In-state rates for undergrad and graduate programs are capped at 40% of out-of-state tuition. Right now, Vermonters pay $572 per credit hour, while out-of-state students pay $1,444.
"The issue is our out-of-state tuition is very high," said Cynthia Forehand, interim Dean of the Graduate College at UVM. "We can't attract the out-of-state students because the tuition is so high."
Forehand says while plenty of out-of-state students come to Vermont from undergrad, fewer students come for graduate programs, mainly because there is less opportunity for financial aid. She says the 40% rule is keeping the school from being able to lower that out-of-state cost.
"We can't really lower the in-state tuition any more than it already is, so we can't do anything with our out-of-state tuition," she said.
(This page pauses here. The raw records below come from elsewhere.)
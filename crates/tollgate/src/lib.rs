//! tollgate: an Envoy external processor that routes OpenAI-compatible LLM
//! traffic to heterogeneous backends, translates request/response schemas,
//! injects backend credentials, and meters token usage for downstream
//! rate limiting and billing.

pub mod backend_auth;
pub mod config;
pub mod costs;
pub mod metrics;
pub mod mutation;
pub mod processor;
pub mod router;
pub mod server;
pub mod watcher;
//! Dotted paths into stored values
//!
//! A [`KeyPath`] addresses a location inside a JSON object using dot
//! notation: `user.address.city` is the segments `["user", "address",
//! "city"]`. Segments are always object keys; there is no array indexing.
//!
//! - [`get_at_path`] reads a nested value. Missing data is `None`, never an
//!   error.
//! - [`set_at_path`] writes a nested value, creating intermediate objects
//!   as needed and leaving sibling fields alone.

use crate::limits::MAX_PATH_LENGTH;
use serde_json::{Map, Value};
use std::fmt;
use std::str::FromStr;
use thiserror::Error;

/// Error type for path parsing
#[derive(Debug, Error, Clone, PartialEq, Eq)]
pub enum PathParseError {
    /// The path string is empty
    #[error("path is empty")]
    Empty,
    /// Empty segment in path (`a..b`, leading or trailing dot)
    #[error("empty segment in path at position {0}")]
    EmptySegment(usize),
    /// Path exceeds maximum length
    #[error("path length {length} exceeds maximum of {max} segments")]
    TooLong {
        /// Actual path length
        length: usize,
        /// Maximum allowed length
        max: usize,
    },
}

/// Error type for path mutation
#[derive(Debug, Error, Clone, PartialEq, Eq)]
pub enum PathError {
    /// A segment that must hold an object holds something else
    #[error("expected object at '{segment}', found {found}")]
    NotObject {
        /// Path of the container that is not an object (empty for the root)
        segment: String,
        /// Type actually found there
        found: &'static str,
    },
}

/// A dotted path into a stored value
///
/// # Examples
///
/// ```
/// use kvlayer_core::path::KeyPath;
///
/// let path: KeyPath = "user.profile.name".parse().unwrap();
/// assert_eq!(path.segments(), &["user", "profile", "name"]);
/// assert_eq!(path.to_string(), "user.profile.name");
///
/// assert!("user..name".parse::<KeyPath>().is_err());
/// ```
#[derive(Debug, Clone, PartialEq, Eq, Hash)]
pub struct KeyPath {
    segments: Vec<String>,
}

impl KeyPath {
    /// Create a path from segments
    ///
    /// Returns an error if there are no segments, a segment is empty, or
    /// the path is longer than [`MAX_PATH_LENGTH`].
    pub fn from_segments<I, S>(segments: I) -> Result<Self, PathParseError>
    where
        I: IntoIterator<Item = S>,
        S: Into<String>,
    {
        let segments: Vec<String> = segments.into_iter().map(Into::into).collect();
        if segments.is_empty() {
            return Err(PathParseError::Empty);
        }
        if let Some(i) = segments.iter().position(|s| s.is_empty()) {
            return Err(PathParseError::EmptySegment(i));
        }
        if segments.len() > MAX_PATH_LENGTH {
            return Err(PathParseError::TooLong {
                length: segments.len(),
                max: MAX_PATH_LENGTH,
            });
        }
        Ok(KeyPath { segments })
    }

    /// Get the path segments
    pub fn segments(&self) -> &[String] {
        &self.segments
    }

    /// Get the number of segments in the path
    pub fn len(&self) -> usize {
        self.segments.len()
    }

    /// Always false; a parsed path has at least one segment
    pub fn is_empty(&self) -> bool {
        self.segments.is_empty()
    }

    /// Get the last segment
    pub fn last_segment(&self) -> &str {
        self.segments.last().map(String::as_str).unwrap_or_default()
    }

    /// Prefix of this path up to and including segment `idx`
    fn prefix(&self, idx: usize) -> String {
        self.segments[..=idx].join(".")
    }
}

impl FromStr for KeyPath {
    type Err = PathParseError;

    fn from_str(s: &str) -> Result<Self, Self::Err> {
        if s.is_empty() {
            return Err(PathParseError::Empty);
        }
        let mut segments = Vec::new();
        let mut pos = 0;
        for segment in s.split('.') {
            if segment.is_empty() {
                return Err(PathParseError::EmptySegment(pos));
            }
            pos += segment.len() + 1;
            segments.push(segment.to_string());
        }
        KeyPath::from_segments(segments)
    }
}

impl fmt::Display for KeyPath {
    fn fmt(&self, f: &mut fmt::Formatter<'_>) -> fmt::Result {
        write!(f, "{}", self.segments.join("."))
    }
}

/// Get value at path within a stored value
///
/// Returns `None` when any segment is missing or an intermediate value is
/// not an object.
///
/// ```
/// use kvlayer_core::path::{get_at_path, KeyPath};
/// use serde_json::json;
///
/// let doc = json!({"user": {"name": "Alice"}});
/// let path: KeyPath = "user.name".parse().unwrap();
/// assert_eq!(get_at_path(&doc, &path), Some(&json!("Alice")));
///
/// let missing: KeyPath = "user.email".parse().unwrap();
/// assert_eq!(get_at_path(&doc, &missing), None);
/// ```
pub fn get_at_path<'a>(value: &'a Value, path: &KeyPath) -> Option<&'a Value> {
    let mut current = value;
    for segment in path.segments() {
        current = current.as_object()?.get(segment)?;
    }
    Some(current)
}

/// Set value at path within a stored value
///
/// Takes ownership of `root`, writes `value` at `path`, and returns the
/// whole updated value. Missing intermediate segments become empty
/// objects. An intermediate or root that exists but is not an object fails
/// with [`PathError::NotObject`] naming the segment.
///
/// ```
/// use kvlayer_core::path::{set_at_path, KeyPath};
/// use serde_json::json;
///
/// let doc = json!({"a": 1, "b": 2});
/// let path: KeyPath = "a".parse().unwrap();
/// let doc = set_at_path(doc, &path, json!(99)).unwrap();
/// assert_eq!(doc, json!({"a": 99, "b": 2}));
/// ```
pub fn set_at_path(mut root: Value, path: &KeyPath, value: Value) -> Result<Value, PathError> {
    let segments = path.segments();
    let (last, parents) = match segments.split_last() {
        Some(split) => split,
        None => return Ok(value),
    };

    let mut current = &mut root;
    for (i, segment) in parents.iter().enumerate() {
        let obj = match current {
            Value::Object(obj) => obj,
            other => {
                return Err(PathError::NotObject {
                    segment: parent_name(path, i),
                    found: value_type_name(other),
                })
            }
        };
        current = obj
            .entry(segment.clone())
            .or_insert_with(|| Value::Object(Map::new()));
    }

    match current {
        Value::Object(obj) => {
            obj.insert(last.clone(), value);
        }
        other => {
            return Err(PathError::NotObject {
                segment: parent_name(path, parents.len()),
                found: value_type_name(other),
            })
        }
    }
    Ok(root)
}

/// Name of the container that segment `idx` is looked up in
fn parent_name(path: &KeyPath, idx: usize) -> String {
    if idx == 0 {
        String::new()
    } else {
        path.prefix(idx - 1)
    }
}

/// Helper to get type name for error messages
pub fn value_type_name(value: &Value) -> &'static str {
    match value {
        Value::Null => "null",
        Value::Bool(_) => "boolean",
        Value::Number(_) => "number",
        Value::String(_) => "string",
        Value::Array(_) => "array",
        Value::Object(_) => "object",
    }
}
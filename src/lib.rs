//! kvlayer - Key-value façade over interchangeable storage backends
//!
//! kvlayer exposes one contract (`get`, `set`, `delete`, `all`, `truncate`)
//! over a process-local map, SQLite, a directory of JSON documents or redb,
//! with an in-process write-through cache and dotted-path addressing inside
//! stored objects.
//!
//! # Quick Start
//!
//! ```
//! use kvlayer::{KvStore, MemoryBackend, StoreOptions};
//! use serde_json::json;
//!
//! # tokio::runtime::Runtime::new().unwrap().block_on(async {
//! let store = KvStore::new(MemoryBackend::new(), StoreOptions::default());
//! store.connect().await?;
//!
//! store.set("user", json!({"name": "ada", "langs": {"first": "analytical"}})).await?;
//! store.set(("user", "langs.second"), "rust").await?;
//!
//! let user = store.get("user").await?;
//! assert_eq!(user.value.unwrap()["langs"]["second"], "rust");
//! # Ok::<(), kvlayer::Error>(())
//! # }).unwrap();
//! ```
//!
//! # Architecture
//!
//! - `kvlayer-core`: errors, key and path handling, codecs, `Pair`
//! - `kvlayer-storage`: the `StorageBackend` trait and its adapters
//! - `kvlayer-engine`: `KvStore`, caches, events and configuration

pub use kvlayer_core::*;
pub use kvlayer_engine::*;
pub use kvlayer_storage::*;
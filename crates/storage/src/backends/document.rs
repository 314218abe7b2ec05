//! Document-store adapter
//!
//! Each store name is a collection directory; each record is one JSON
//! document `{"key": ..., "value": ...}` in that directory. Document file
//! names are the SHA-256 of the key, so any valid key maps to a safe file
//! name and the key itself lives inside the document.
//!
//! ```text
//! <root>/
//!   <collection>/
//!     3a7bd3e2360a3d29eea436fcfb7e44c735d117c42d1c1835420b6b9942dd4f1b.json
//! ```
//!
//! Writes go to a uniquely named temporary file first and are renamed into
//! place, so a reader never sees a half-written document.

use crate::traits::{BackendKind, StorageBackend};
use async_trait::async_trait;
use kvlayer_core::{is_valid_table_name, StorageError, StorageResult};
use serde::{Deserialize, Serialize};
use sha2::{Digest, Sha256};
use std::io;
use std::path::{Path, PathBuf};
use std::sync::atomic::{AtomicU64, Ordering};
use tokio::fs;

const BACKEND: &str = "document";
const DOC_EXT: &str = "json";
const TMP_EXT: &str = "tmp";

static NEXT_TMP: AtomicU64 = AtomicU64::new(0);

fn io_err(e: io::Error) -> StorageError {
    StorageError::new(BACKEND, e)
}

/// One stored record
#[derive(Debug, Serialize, Deserialize)]
struct Document {
    key: String,
    value: String,
}

/// Document backend rooted at a directory
#[derive(Debug, Clone)]
pub struct DocumentBackend {
    collection_dir: PathBuf,
}

impl DocumentBackend {
    /// Create a backend for `collection` under `root`
    ///
    /// Nothing touches the filesystem until [`StorageBackend::connect`].
    pub fn new(root: impl AsRef<Path>, collection: &str) -> StorageResult<Self> {
        if !is_valid_table_name(collection) {
            return Err(StorageError::new(
                BACKEND,
                format!("invalid collection name '{}'", collection),
            ));
        }
        Ok(DocumentBackend {
            collection_dir: root.as_ref().join(collection),
        })
    }

    /// Directory holding the collection's documents
    pub fn collection_dir(&self) -> &Path {
        &self.collection_dir
    }

    fn document_path(&self, key: &str) -> PathBuf {
        let digest = Sha256::digest(key.as_bytes());
        let mut name = String::with_capacity(digest.len() * 2 + DOC_EXT.len() + 1);
        for byte in digest.iter() {
            name.push_str(&format!("{:02x}", byte));
        }
        name.push('.');
        name.push_str(DOC_EXT);
        self.collection_dir.join(name)
    }

    async fn read_document(path: &Path) -> StorageResult<Option<Document>> {
        let bytes = match fs::read(path).await {
            Ok(bytes) => bytes,
            Err(e) if e.kind() == io::ErrorKind::NotFound => return Ok(None),
            Err(e) => return Err(io_err(e)),
        };
        serde_json::from_slice(&bytes)
            .map(Some)
            .map_err(|e| StorageError::new(BACKEND, e))
    }

    /// Paths of every document in the collection
    async fn document_paths(&self) -> StorageResult<Vec<PathBuf>> {
        let mut entries = fs::read_dir(&self.collection_dir).await.map_err(io_err)?;
        let mut paths = Vec::new();
        while let Some(entry) = entries.next_entry().await.map_err(io_err)? {
            let path = entry.path();
            if path.extension().and_then(|e| e.to_str()) == Some(DOC_EXT) {
                paths.push(path);
            }
        }
        Ok(paths)
    }
}

#[async_trait]
impl StorageBackend for DocumentBackend {
    fn kind(&self) -> BackendKind {
        BackendKind::Document
    }

    async fn connect(&self) -> StorageResult<()> {
        fs::create_dir_all(&self.collection_dir)
            .await
            .map_err(io_err)?;
        tracing::debug!(
            target: "kvlayer::storage",
            dir = %self.collection_dir.display(),
            "document collection ready"
        );
        Ok(())
    }

    async fn point_get(&self, key: &str) -> StorageResult<Option<String>> {
        let doc = Self::read_document(&self.document_path(key)).await?;
        // a digest collision would surface as a foreign key
        Ok(doc.filter(|d| d.key == key).map(|d| d.value))
    }

    async fn upsert(&self, key: &str, value: &str) -> StorageResult<()> {
        let path = self.document_path(key);
        let doc = Document {
            key: key.to_string(),
            value: value.to_string(),
        };
        let bytes = serde_json::to_vec(&doc).map_err(|e| StorageError::new(BACKEND, e))?;
        let n = NEXT_TMP.fetch_add(1, Ordering::Relaxed);
        let tmp = path.with_extension(format!("{}.{}", n, TMP_EXT));
        if let Err(e) = fs::write(&tmp, bytes).await {
            let _ = fs::remove_file(&tmp).await;
            return Err(io_err(e));
        }
        if let Err(e) = fs::rename(&tmp, &path).await {
            let _ = fs::remove_file(&tmp).await;
            return Err(io_err(e));
        }
        Ok(())
    }

    async fn point_delete(&self, key: &str) -> StorageResult<u64> {
        let path = self.document_path(key);
        match Self::read_document(&path).await? {
            Some(doc) if doc.key == key => {}
            _ => return Ok(0),
        }
        match fs::remove_file(&path).await {
            Ok(()) => Ok(1),
            Err(e) if e.kind() == io::ErrorKind::NotFound => Ok(0),
            Err(e) => Err(io_err(e)),
        }
    }

    async fn scan_all(&self) -> StorageResult<Vec<(String, String)>> {
        let mut records = Vec::new();
        for path in self.document_paths().await? {
            if let Some(doc) = Self::read_document(&path).await? {
                records.push((doc.key, doc.value));
            }
        }
        Ok(records)
    }

    async fn truncate_all(&self) -> StorageResult<u64> {
        let mut removed = 0;
        for path in self.document_paths().await? {
            match fs::remove_file(&path).await {
                Ok(()) => removed += 1,
                Err(e) if e.kind() == io::ErrorKind::NotFound => {}
                Err(e) => return Err(io_err(e)),
            }
        }
        Ok(removed)
    }
}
The Vermont House of Representatives passed a bill Wednesday that would exempt graduate and online tuition from the 40% rule. There was a long debate prompted by State Rep. Michele Kupersmith, who proposed an amendment to limit the exemptions to just 12 graduate programs.
"My concern was this is a major, major policy change that has been taken up in the context of a miscellaneous education bill," Rep. Kupersmith said. "It was not on anybody's radar until two days ago."
Lawmakers rejected her amendment, indicating they trust UVM to use their newfound flexibility responsibly, rather than raise prices for Vermonters.
"I don't see any widespread increase in the in-state rate," said Dean Forehand.
She used the Medical School as an example--it has been exempt from the 40% rule for decades, but Vermonters still pay considerably less than out-of-state students.
The bill is now headed to the senate.